**Task directions:** Search the listing for the string "trace" and copy every line that contains it.

**Entries supplied:**
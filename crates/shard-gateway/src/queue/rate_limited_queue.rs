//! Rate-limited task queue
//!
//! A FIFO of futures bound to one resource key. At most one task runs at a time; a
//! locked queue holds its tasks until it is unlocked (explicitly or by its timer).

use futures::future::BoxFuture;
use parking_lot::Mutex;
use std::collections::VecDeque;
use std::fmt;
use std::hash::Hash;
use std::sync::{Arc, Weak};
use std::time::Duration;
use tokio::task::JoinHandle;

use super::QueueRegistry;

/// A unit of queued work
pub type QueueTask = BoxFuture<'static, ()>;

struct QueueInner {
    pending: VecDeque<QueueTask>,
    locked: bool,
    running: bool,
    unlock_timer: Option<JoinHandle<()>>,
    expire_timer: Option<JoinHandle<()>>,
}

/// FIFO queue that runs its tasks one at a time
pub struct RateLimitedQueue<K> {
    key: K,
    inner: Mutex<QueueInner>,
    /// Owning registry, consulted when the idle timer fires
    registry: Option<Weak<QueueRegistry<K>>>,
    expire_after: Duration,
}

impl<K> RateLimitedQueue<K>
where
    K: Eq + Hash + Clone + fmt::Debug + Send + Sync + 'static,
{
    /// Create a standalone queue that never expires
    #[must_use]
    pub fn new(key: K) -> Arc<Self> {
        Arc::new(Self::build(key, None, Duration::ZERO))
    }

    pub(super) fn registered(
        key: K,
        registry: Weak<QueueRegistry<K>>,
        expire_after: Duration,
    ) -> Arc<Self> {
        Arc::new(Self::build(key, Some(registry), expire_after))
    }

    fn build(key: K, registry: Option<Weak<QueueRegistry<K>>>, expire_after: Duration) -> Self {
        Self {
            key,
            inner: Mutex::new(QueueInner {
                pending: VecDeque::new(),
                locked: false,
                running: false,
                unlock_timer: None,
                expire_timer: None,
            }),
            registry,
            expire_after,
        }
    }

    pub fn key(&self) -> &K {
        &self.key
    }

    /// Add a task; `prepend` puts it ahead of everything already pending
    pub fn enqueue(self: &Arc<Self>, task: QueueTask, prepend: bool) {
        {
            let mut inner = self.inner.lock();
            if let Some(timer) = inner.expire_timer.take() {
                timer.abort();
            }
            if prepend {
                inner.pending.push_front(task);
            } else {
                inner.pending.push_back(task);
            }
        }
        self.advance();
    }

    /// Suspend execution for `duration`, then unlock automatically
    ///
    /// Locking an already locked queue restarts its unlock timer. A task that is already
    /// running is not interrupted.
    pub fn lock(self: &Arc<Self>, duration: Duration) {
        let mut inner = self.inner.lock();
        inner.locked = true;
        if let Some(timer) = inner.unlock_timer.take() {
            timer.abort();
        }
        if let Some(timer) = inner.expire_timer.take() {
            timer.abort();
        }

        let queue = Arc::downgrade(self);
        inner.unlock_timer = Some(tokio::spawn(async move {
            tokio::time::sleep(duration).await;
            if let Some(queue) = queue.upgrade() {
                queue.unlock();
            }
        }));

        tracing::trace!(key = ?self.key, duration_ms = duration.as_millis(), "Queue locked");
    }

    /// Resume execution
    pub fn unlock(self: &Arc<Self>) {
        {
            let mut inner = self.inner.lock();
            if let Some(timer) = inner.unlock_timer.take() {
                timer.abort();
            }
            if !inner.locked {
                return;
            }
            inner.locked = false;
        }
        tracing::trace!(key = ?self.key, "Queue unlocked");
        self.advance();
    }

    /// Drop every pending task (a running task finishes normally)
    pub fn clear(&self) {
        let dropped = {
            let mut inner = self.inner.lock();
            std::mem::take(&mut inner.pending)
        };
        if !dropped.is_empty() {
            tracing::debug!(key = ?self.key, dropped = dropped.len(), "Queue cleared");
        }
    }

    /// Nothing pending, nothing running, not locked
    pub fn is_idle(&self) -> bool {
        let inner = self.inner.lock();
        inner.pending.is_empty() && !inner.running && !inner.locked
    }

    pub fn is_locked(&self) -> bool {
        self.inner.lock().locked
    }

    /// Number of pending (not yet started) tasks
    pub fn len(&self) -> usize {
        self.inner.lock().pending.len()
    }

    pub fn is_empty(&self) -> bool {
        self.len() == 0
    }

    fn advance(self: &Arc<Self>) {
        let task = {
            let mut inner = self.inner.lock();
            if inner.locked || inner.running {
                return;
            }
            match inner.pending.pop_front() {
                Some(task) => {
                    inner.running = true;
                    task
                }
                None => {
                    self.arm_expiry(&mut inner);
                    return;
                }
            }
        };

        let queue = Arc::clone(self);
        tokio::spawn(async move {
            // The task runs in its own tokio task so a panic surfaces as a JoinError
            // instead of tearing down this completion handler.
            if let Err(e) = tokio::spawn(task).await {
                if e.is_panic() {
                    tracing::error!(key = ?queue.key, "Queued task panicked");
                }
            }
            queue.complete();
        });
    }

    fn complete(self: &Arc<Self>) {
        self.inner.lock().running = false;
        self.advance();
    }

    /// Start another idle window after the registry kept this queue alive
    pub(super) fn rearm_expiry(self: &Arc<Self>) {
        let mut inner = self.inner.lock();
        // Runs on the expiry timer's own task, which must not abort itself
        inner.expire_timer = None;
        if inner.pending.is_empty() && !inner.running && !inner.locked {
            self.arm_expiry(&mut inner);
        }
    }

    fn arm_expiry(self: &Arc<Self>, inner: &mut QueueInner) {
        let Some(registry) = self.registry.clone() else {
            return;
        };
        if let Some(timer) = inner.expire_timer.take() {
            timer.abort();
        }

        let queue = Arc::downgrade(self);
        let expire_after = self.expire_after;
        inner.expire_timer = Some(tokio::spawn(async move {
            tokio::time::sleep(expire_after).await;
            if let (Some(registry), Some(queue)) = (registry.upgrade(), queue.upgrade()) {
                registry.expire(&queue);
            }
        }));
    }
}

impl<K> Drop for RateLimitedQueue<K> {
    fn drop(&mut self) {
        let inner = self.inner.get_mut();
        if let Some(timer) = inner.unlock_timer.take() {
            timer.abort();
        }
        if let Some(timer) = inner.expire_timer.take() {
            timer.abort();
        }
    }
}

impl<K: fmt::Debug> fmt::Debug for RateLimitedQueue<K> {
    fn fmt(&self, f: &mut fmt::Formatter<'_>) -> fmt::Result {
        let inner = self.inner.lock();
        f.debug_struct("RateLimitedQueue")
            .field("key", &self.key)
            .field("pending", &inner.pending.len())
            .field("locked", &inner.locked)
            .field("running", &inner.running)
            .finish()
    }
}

**Task answer:**
        tracing::trace!(key = ?self.key, duration_ms = duration.as_millis(), "Queue locked");
        tracing::trace!(key = ?self.key, "Queue unlocked");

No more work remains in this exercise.